- Infielder
- Born: August 27, 1879 New Orleans, Louisiana, U.S.
- Died: April 27, 1923 (aged 43) Cincinnati, Ohio, U.S.
- Batted: RightThrew: Right

MLB debut
- April 12, 1906, for the Philadelphia Phillies

Last MLB appearance
- April 27, 1907, for the Philadelphia Phillies

MLB statistics
- Batting average: .226
- Home runs: 1
- Runs batted in: 14
- Stats at Baseball Reference

Teams
- Philadelphia Phillies (1906–1907);

= Paul Sentell =

American baseball player (1879-1923)

Leopold Theodore "Paul" Sentell (August 27, 1879 – April 27, 1923) was an American professional baseball player, manager, and umpire. He played two seasons in Major League Baseball for the Philadelphia Phillies. Sentell was 5 feet, 9 inches tall and weighed 176 pounds.

==Career==
Sentell was born in New Orleans, Louisiana, in 1879. He started his professional baseball career in 1903 in the Cotton States League. The following season, he moved to the South Atlantic League and had a batting average of .263. In 1905, Sentell batted a career-high .315, stole 50 bases, and scored 71 runs to help the Macon Brigands win the league championship. His 137 hits that season led the South Atlantic League and were just three more than the second-place finisher, Ty Cobb, who would go on to have a Hall of Fame career in the majors.

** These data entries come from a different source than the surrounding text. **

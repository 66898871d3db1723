use anyhow::{Result, anyhow};
use axum::{
    body::{Body, to_bytes},
    http::{Request, StatusCode, header},
    response::Response,
};
use ics_session::{
    api::{self, ApiState},
    authority::{
        AuthResult, Authority, AuthorityConfig, ManualClock, OperationClass, RateLimiter,
        SigningKeys,
    },
    totp::SeedCipher,
};
use serde_json::{Value, json};
use std::sync::Arc;
use tower::ServiceExt;

fn state() -> Result<Arc<ApiState>> {
    let authority = Authority::new(
        AuthorityConfig::new().with_backend_timeout_ms(30_000),
        SigningKeys::from_seed(&[11u8; 32]),
        SeedCipher::new([12u8; 32]),
        Arc::new(ManualClock::at_unix(1_700_000_010)),
    )?;
    Ok(Arc::new(
        ApiState::new(Arc::new(authority)).with_cookie_secure(false),
    ))
}

fn post(uri: &str, body: &Value) -> Result<Request<Body>> {
    Ok(Request::builder()
        .method("POST")
        .uri(uri)
        .header(header::CONTENT_TYPE, "application/json")
        .body(Body::from(serde_json::to_vec(body)?))?)
}

async fn json(response: Response) -> Result<Value> {
    let bytes = to_bytes(response.into_body(), usize::MAX).await?;
    Ok(serde_json::from_slice(&bytes)?)
}

fn text<'a>(value: &'a Value, pointer: &str) -> Result<&'a str> {
    value
        .pointer(pointer)
        .and_then(Value::as_str)
        .ok_or_else(|| anyhow!("missing {pointer} in {value}"))
}

#[tokio::test]
async fn session_lifecycle_over_http() -> Result<()> {
    let state = state()?;
    let credentials = json!({"username": "frank", "password": "s3cret-passphrase"});

    let response = api::app(state.clone())
        .oneshot(post("/principals", &credentials)?)
        .await?;
    assert_eq!(response.status(), StatusCode::CREATED);

    let mut login = credentials.clone();
    login["type"] = json!("password");
    let response = api::app(state.clone())
        .oneshot(post("/sessions", &login)?)
        .await?;
    assert_eq!(response.status(), StatusCode::OK);
    let issued = json(response).await?;
    assert_eq!(text(&issued, "/session/assuranceLevel")?, "BASIC");
    let access_token = text(&issued, "/accessToken/token")?.to_string();
    let refresh_token = text(&issued, "/refreshToken/token")?.to_string();

    let response = api::app(state.clone())
        .oneshot(post("/sessions/refresh", &json!({"refreshToken": refresh_token}))?)
        .await?;
    assert_eq!(response.status(), StatusCode::OK);
    let rotated = json(response).await?;
    assert_eq!(
        rotated.pointer("/refreshToken/rotationCounter").and_then(Value::as_u64),
        Some(1)
    );

    let response = api::app(state.clone())
        .oneshot(
            Request::builder()
                .method("POST")
                .uri("/sessions/revoke")
                .header(header::AUTHORIZATION, format!("Bearer {access_token}"))
                .body(Body::empty())?,
        )
        .await?;
    assert_eq!(response.status(), StatusCode::OK);
    assert_eq!(json(response).await?["revoked"], json!(1));

    let response = api::app(state)
        .oneshot(
            Request::builder()
                .uri("/sessions/current")
                .header(header::AUTHORIZATION, format!("Bearer {access_token}"))
                .header("x-request-id", "support-ticket-42")
                .body(Body::empty())?,
        )
        .await?;
    assert_eq!(response.status(), StatusCode::FORBIDDEN);
    let body = json(response).await?;
    assert_eq!(text(&body, "/code")?, "SESSION_REVOKED");
    assert_eq!(text(&body, "/requestId")?, "support-ticket-42");
    Ok(())
}

#[tokio::test]
async fn unknown_refresh_token_is_rejected() -> Result<()> {
    let response = api::app(state()?)
        .oneshot(post("/sessions/refresh", &json!({"refreshToken": "nope"}))?)
        .await?;
    assert_eq!(response.status(), StatusCode::UNAUTHORIZED);
    assert_eq!(text(&json(response).await?, "/code")?, "REFRESH_INVALID");
    Ok(())
}

struct StalledLimiter;

impl RateLimiter for StalledLimiter {
    fn allow(&self, _key: &str, _operation: OperationClass) -> AuthResult<()> {
        std::thread::sleep(std::time::Duration::from_millis(1_500));
        Ok(())
    }
}

#[tokio::test(flavor = "multi_thread", worker_threads = 2)]
async fn stalled_backend_answers_server_error() -> Result<()> {
    let authority = Authority::with_rate_limiter(
        AuthorityConfig::new().with_backend_timeout_ms(100),
        SigningKeys::from_seed(&[11u8; 32]),
        SeedCipher::new([12u8; 32]),
        Arc::new(ManualClock::at_unix(1_700_000_010)),
        Arc::new(StalledLimiter),
    )?;
    let state = Arc::new(ApiState::new(Arc::new(authority)));

    let login = json!({"type": "password", "username": "grace", "password": "s3cret-passphrase"});
    let response = api::app(state).oneshot(post("/sessions", &login)?).await?;
    assert_eq!(response.status(), StatusCode::INTERNAL_SERVER_ERROR);
    let body = json(response).await?;
    assert_eq!(text(&body, "/code")?, "SERVER_ERROR");
    Ok(())
}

Sentell made his MLB debut in 1906 with the Philadelphia Phillies. He appeared in 63 games that year, mostly at third base and second base, and hit .229. In early 1907, he played three games for Philadelphia but spent most of the season with the Eastern League's Jersey City Skeeters. From 1908 to 1913, Sentell played in the Southern Association for the Mobile Sea Gulls, Atlanta Crackers, and Chattanooga Lookouts. He then became a player-manager for the Galveston Pirates of the Texas League and stayed with the team for four seasons.

After his playing career ended in 1918, Sentell worked as an umpire in the Texas League for several years until the National League hired him for the 1922 and 1923 seasons. Sentell was umpiring a game in early 1923 when he collapsed on the field. He died of appendicitis a few days later.